**How to complete this task:**
Figure out how many lines in the records below hold the string "others". That number alone is the answer.

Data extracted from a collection
......

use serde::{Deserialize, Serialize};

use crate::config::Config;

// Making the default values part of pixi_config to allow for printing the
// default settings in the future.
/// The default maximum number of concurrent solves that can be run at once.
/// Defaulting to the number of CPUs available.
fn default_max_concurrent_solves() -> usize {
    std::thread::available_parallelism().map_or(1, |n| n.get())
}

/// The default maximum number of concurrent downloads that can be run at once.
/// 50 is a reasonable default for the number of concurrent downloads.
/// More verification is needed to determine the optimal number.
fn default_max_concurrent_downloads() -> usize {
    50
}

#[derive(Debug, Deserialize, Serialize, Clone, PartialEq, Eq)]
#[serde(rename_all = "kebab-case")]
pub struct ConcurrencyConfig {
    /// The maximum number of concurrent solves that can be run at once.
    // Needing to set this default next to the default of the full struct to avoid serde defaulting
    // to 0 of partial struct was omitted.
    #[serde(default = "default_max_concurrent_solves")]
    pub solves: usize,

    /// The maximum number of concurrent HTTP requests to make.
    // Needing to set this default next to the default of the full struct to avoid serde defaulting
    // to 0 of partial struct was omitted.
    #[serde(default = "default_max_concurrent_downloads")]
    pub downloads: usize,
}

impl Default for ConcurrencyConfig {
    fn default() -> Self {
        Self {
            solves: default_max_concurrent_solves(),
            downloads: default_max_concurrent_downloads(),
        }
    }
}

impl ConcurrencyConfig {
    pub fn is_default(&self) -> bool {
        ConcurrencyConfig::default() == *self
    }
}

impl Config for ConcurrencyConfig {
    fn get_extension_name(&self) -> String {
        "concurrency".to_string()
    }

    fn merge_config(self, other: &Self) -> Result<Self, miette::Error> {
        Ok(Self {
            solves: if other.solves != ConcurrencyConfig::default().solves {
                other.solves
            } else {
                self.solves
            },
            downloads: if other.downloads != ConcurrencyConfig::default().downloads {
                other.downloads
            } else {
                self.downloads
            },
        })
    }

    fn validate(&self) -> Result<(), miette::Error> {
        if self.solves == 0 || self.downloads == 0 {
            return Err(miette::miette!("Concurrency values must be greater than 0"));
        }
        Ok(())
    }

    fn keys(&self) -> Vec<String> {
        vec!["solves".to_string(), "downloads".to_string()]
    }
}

......

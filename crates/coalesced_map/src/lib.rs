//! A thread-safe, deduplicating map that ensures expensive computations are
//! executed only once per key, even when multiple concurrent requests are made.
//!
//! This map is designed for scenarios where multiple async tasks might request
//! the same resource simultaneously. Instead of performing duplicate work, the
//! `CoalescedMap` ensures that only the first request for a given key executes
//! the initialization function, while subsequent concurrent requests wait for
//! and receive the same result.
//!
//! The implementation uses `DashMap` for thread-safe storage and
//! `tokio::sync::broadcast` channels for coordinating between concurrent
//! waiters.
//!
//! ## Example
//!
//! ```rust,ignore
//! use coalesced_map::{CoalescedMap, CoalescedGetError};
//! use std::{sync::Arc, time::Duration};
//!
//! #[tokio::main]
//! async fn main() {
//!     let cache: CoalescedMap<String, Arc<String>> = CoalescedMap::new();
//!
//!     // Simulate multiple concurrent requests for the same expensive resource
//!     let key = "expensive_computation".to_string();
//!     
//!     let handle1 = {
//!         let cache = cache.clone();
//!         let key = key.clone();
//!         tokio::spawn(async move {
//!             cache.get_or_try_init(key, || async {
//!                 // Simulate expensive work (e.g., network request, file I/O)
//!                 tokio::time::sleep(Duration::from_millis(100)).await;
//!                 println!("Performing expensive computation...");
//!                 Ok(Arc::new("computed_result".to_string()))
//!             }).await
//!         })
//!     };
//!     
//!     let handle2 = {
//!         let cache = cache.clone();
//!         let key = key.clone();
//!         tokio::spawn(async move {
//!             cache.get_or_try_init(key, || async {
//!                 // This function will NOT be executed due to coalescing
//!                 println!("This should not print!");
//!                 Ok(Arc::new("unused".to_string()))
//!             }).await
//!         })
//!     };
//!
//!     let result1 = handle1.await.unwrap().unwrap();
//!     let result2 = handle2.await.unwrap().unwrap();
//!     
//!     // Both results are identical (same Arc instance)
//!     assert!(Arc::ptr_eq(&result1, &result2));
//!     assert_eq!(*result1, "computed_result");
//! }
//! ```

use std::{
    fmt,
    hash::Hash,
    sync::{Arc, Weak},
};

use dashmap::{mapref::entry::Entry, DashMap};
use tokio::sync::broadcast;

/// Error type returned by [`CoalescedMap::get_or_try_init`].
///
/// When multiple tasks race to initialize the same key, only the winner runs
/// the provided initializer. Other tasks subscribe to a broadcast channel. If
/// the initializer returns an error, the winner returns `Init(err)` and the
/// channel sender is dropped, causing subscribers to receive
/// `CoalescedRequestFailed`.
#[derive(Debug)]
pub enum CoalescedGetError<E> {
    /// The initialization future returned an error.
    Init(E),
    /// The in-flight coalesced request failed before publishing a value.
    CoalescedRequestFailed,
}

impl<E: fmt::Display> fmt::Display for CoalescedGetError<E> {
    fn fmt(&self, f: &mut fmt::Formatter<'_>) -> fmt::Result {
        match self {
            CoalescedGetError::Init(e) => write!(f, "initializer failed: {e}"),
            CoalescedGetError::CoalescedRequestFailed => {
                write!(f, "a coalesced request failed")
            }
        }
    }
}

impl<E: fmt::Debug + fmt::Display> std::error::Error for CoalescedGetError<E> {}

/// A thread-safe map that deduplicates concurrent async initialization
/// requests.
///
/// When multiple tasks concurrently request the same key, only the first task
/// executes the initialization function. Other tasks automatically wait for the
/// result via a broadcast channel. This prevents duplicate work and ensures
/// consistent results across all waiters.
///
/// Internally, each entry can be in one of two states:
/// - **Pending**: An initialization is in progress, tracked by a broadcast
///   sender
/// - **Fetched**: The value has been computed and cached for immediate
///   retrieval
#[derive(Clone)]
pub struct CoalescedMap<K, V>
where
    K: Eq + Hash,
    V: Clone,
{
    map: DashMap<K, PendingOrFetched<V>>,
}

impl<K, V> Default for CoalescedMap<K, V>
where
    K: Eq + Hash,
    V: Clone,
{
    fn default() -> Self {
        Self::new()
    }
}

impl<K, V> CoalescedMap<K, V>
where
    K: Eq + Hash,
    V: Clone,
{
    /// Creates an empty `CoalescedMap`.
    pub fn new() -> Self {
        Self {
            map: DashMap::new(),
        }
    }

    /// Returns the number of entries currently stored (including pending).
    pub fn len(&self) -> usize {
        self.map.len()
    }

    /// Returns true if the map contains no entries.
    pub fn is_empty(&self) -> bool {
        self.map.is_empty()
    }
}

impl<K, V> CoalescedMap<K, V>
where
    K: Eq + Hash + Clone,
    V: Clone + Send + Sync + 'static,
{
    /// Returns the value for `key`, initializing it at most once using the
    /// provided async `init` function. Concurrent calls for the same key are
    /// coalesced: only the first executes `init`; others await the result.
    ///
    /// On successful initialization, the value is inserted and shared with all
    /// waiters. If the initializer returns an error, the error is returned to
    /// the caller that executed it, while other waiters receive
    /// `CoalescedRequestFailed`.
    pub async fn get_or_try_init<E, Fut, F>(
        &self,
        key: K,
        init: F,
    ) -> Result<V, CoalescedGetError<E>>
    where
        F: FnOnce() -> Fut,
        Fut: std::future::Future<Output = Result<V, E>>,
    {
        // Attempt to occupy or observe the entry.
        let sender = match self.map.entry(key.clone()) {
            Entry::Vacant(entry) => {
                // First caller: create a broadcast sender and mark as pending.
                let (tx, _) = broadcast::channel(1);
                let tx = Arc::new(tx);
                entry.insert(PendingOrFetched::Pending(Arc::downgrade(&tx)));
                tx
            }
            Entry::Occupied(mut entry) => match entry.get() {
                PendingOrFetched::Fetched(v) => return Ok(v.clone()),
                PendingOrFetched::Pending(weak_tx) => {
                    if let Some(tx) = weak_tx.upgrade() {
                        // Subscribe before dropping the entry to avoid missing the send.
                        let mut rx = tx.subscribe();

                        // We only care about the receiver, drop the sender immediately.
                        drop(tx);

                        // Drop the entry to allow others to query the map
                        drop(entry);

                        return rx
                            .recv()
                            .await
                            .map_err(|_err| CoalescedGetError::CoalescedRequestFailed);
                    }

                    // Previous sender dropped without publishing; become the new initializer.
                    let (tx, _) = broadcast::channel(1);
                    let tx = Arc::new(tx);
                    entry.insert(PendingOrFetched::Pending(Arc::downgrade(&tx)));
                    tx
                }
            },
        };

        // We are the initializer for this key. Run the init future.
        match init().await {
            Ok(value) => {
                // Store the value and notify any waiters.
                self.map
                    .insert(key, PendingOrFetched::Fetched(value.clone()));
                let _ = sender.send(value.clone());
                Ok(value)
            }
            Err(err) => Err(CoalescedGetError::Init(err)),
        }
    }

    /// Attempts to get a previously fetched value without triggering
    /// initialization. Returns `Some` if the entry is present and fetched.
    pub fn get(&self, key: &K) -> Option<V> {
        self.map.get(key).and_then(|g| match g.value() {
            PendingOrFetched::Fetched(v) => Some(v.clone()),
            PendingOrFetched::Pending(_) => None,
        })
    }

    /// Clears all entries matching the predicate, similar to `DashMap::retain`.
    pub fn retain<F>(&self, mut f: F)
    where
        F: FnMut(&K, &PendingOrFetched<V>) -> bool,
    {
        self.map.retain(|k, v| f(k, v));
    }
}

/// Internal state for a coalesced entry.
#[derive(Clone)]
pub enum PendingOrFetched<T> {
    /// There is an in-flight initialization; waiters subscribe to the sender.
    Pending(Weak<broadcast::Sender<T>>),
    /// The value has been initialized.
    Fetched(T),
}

......

**Answer area:**
2